Instructions for the task:
Repeat the listing that follows without a single change.

Information supplied:
[Start of section]

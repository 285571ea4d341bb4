use std::path::PathBuf;

use clap::{Args, Parser, Subcommand};
use parts_admin_core::{AdminResult, Role};
use parts_admin_gateway::GatewayConfig;
use parts_admin_gateway::config::{ENV_BACKEND_URL, ENV_DATA_FILE};

#[derive(Parser, Debug)]
#[command(
    name = "parts-admin-cli",
    version,
    about = "Manage Parts Admin users and connectors from the terminal"
)]
pub struct Cli {
    #[command(subcommand)]
    pub command: Command,

    /// Backend origin, e.g. http://localhost:5000
    #[arg(long, env = ENV_BACKEND_URL, global = true)]
    pub backend_url: Option<String>,

    /// Use a local JSON data file instead of the backend
    #[arg(long, env = ENV_DATA_FILE, global = true)]
    pub data_file: Option<PathBuf>,

    /// Increase logging verbosity (-v, -vv, -vvv)
    #[arg(short, long, action = clap::ArgAction::Count, global = true)]
    pub verbose: u8,
}

impl Cli {
    /// Gateway settings, with flags taking precedence over the environment
    pub fn gateway_config(&self) -> AdminResult<GatewayConfig> {
        GatewayConfig::from_lookup(|key| match key {
            ENV_DATA_FILE => self.data_file.as_ref().map(|p| p.display().to_string()),
            ENV_BACKEND_URL => self.backend_url.clone(),
            _ => std::env::var(key).ok(),
        })
    }

    /// Log filter for the `-v` count
    pub fn log_filter(&self) -> &'static str {
        match self.verbose {
            0 => "warn",
            1 => "info",
            2 => "debug",
            _ => "trace",
        }
    }
}

#[derive(Subcommand, Debug)]
pub enum Command {
    /// List and manage dashboard users
    Users {
        #[command(subcommand)]
        command: UserCommand,
    },
    /// List and manage connector parts
    Connectors {
        #[command(subcommand)]
        command: ConnectorCommand,
    },
    /// Show record totals
    Summary,
}

/// Search, filter and page options shared by the list commands
#[derive(Args, Debug, Clone, Default)]
pub struct ListArgs {
    /// Case-insensitive search text
    #[arg(long, default_value = "")]
    pub search: String,

    /// Page to show (1-based)
    #[arg(long, default_value_t = 1)]
    pub page: usize,
}

#[derive(Subcommand, Debug)]
pub enum UserCommand {
    /// List users
    List {
        #[command(flatten)]
        list: ListArgs,
        /// Only users with this role
        #[arg(long)]
        role: Option<Role>,
    },
    /// Add a user
    Add {
        #[arg(long)]
        name: String,
        #[arg(long)]
        email: String,
        /// Role (admin, manager, user); the backend default when omitted
        #[arg(long)]
        role: Option<Role>,
    },
    /// Update a user, addressed by id or email
    Update {
        user: String,
        #[arg(long)]
        name: Option<String>,
        #[arg(long)]
        email: Option<String>,
        #[arg(long)]
        role: Option<Role>,
    },
    /// Delete a user, addressed by id or email
    Delete { user: String },
}

/// Connector fields; on update, omitted fields keep their stored value
#[derive(Args, Debug, Clone, Default)]
pub struct ConnectorFields {
    #[arg(long)]
    pub customer_pn: Option<String>,
    #[arg(long)]
    pub supplier_pn: Option<String>,
    /// Supplier name
    #[arg(long)]
    pub supplier: Option<String>,
    /// Descriptive name
    #[arg(long)]
    pub name: Option<String>,
    /// Unit price; an empty value clears it
    #[arg(long)]
    pub price: Option<String>,
    /// Image file to upload
    #[arg(long)]
    pub image: Option<PathBuf>,
    /// 2-D drawing file to upload
    #[arg(long)]
    pub drawing: Option<PathBuf>,
    /// 3-D model file to upload
    #[arg(long)]
    pub model: Option<PathBuf>,
}

#[derive(Subcommand, Debug)]
pub enum ConnectorCommand {
    /// List connectors
    List {
        #[command(flatten)]
        list: ListArgs,
        /// Only connectors from this supplier
        #[arg(long)]
        supplier: Option<String>,
    },
    /// Add a connector
    Add {
        /// Yazaki part number (unique)
        yazaki_pn: String,
        #[command(flatten)]
        fields: ConnectorFields,
    },
    /// Update a connector, addressed by Yazaki part number
    Update {
        yazaki_pn: String,
        #[command(flatten)]
        fields: ConnectorFields,
    },
    /// Delete a connector, addressed by Yazaki part number
    Delete { yazaki_pn: String },
    /// List distinct supplier names
    Suppliers,
}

[End of section]

Answer space:
repository 285571ea4d341bb4
use std::path::PathBuf;

use clap::{Args, Parser, Subcommand};
use parts_admin_core::{AdminResult, Role};
use parts_admin_gateway::GatewayConfig;
use parts_admin_gateway::config::{ENV_BACKEND_URL, ENV_DATA_FILE};

#[derive(Parser, Debug)]
#[command(
    name = "parts-admin-cli",
    version,
    about = "Manage Parts Admin users and connectors from the terminal"
)]
pub struct Cli {
    #[command(subcommand)]
    pub command: Command,

    /// Backend origin, e.g. http://localhost:5000
    #[arg(long, env = ENV_BACKEND_URL, global = true)]
    pub backend_url: Option<String>,

    /// Use a local JSON data file instead of the backend
    #[arg(long, env = ENV_DATA_FILE, global = true)]
    pub data_file: Option<PathBuf>,

    /// Increase logging verbosity (-v, -vv, -vvv)
    #[arg(short, long, action = clap::ArgAction::Count, global = true)]
    pub verbose: u8,
}

impl Cli {
    /// Gateway settings, with flags taking precedence over the environment
    pub fn gateway_config(&self) -> AdminResult<GatewayConfig> {
        GatewayConfig::from_lookup(|key| match key {
            ENV_DATA_FILE => self.data_file.as_ref().map(|p| p.display().to_string()),
            ENV_BACKEND_URL => self.backend_url.clone(),
            _ => std::env::var(key).ok(),
        })
    }

    /// Log filter for the `-v` count
    pub fn log_filter(&self) -> &'static str {
        match self.verbose {
            0 => "warn",
            1 => "info",
            2 => "debug",
            _ => "trace",
        }
    }
}

#[derive(Subcommand, Debug)]
pub enum Command {
    /// List and manage dashboard users
    Users {
        #[command(subcommand)]
        command: UserCommand,
    },
    /// List and manage connector parts
    Connectors {
        #[command(subcommand)]
        command: ConnectorCommand,
    },
    /// Show record totals
    Summary,
}

/// Search, filter and page options shared by the list commands
#[derive(Args, Debug, Clone, Default)]
pub struct ListArgs {
    /// Case-insensitive search text
    #[arg(long, default_value = "")]
    pub search: String,

    /// Page to show (1-based)
    #[arg(long, default_value_t = 1)]
    pub page: usize,
}

#[derive(Subcommand, Debug)]
pub enum UserCommand {
    /// List users
    List {
        #[command(flatten)]
        list: ListArgs,
        /// Only users with this role
        #[arg(long)]
        role: Option<Role>,
    },
    /// Add a user
    Add {
        #[arg(long)]
        name: String,
        #[arg(long)]
        email: String,
        /// Role (admin, manager, user); the backend default when omitted
        #[arg(long)]
        role: Option<Role>,
    },
    /// Update a user, addressed by id or email
    Update {
        user: String,
        #[arg(long)]
        name: Option<String>,
        #[arg(long)]
        email: Option<String>,
        #[arg(long)]
        role: Option<Role>,
    },
    /// Delete a user, addressed by id or email
    Delete { user: String },
}

/// Connector fields; on update, omitted fields keep their stored value
#[derive(Args, Debug, Clone, Default)]
pub struct ConnectorFields {
    #[arg(long)]
    pub customer_pn: Option<String>,
    #[arg(long)]
    pub supplier_pn: Option<String>,
    /// Supplier name
    #[arg(long)]
    pub supplier: Option<String>,
    /// Descriptive name
    #[arg(long)]
    pub name: Option<String>,
    /// Unit price; an empty value clears it
    #[arg(long)]
    pub price: Option<String>,
    /// Image file to upload
    #[arg(long)]
    pub image: Option<PathBuf>,
    /// 2-D drawing file to upload
    #[arg(long)]
    pub drawing: Option<PathBuf>,
    /// 3-D model file to upload
    #[arg(long)]
    pub model: Option<PathBuf>,
}

#[derive(Subcommand, Debug)]
pub enum ConnectorCommand {
    /// List connectors
    List {
        #[command(flatten)]
        list: ListArgs,
        /// Only connectors from this supplier
        #[arg(long)]
        supplier: Option<String>,
    },
    /// Add a connector
    Add {
        /// Yazaki part number (unique)
        yazaki_pn: String,
        #[command(flatten)]
        fields: ConnectorFields,
    },
    /// Update a connector, addressed by Yazaki part number
    Update {
        yazaki_pn: String,
        #[command(flatten)]
        fields: ConnectorFields,
    },
    /// Delete a connector, addressed by Yazaki part number
    Delete { yazaki_pn: String },
    /// List distinct supplier names
    Suppliers,
}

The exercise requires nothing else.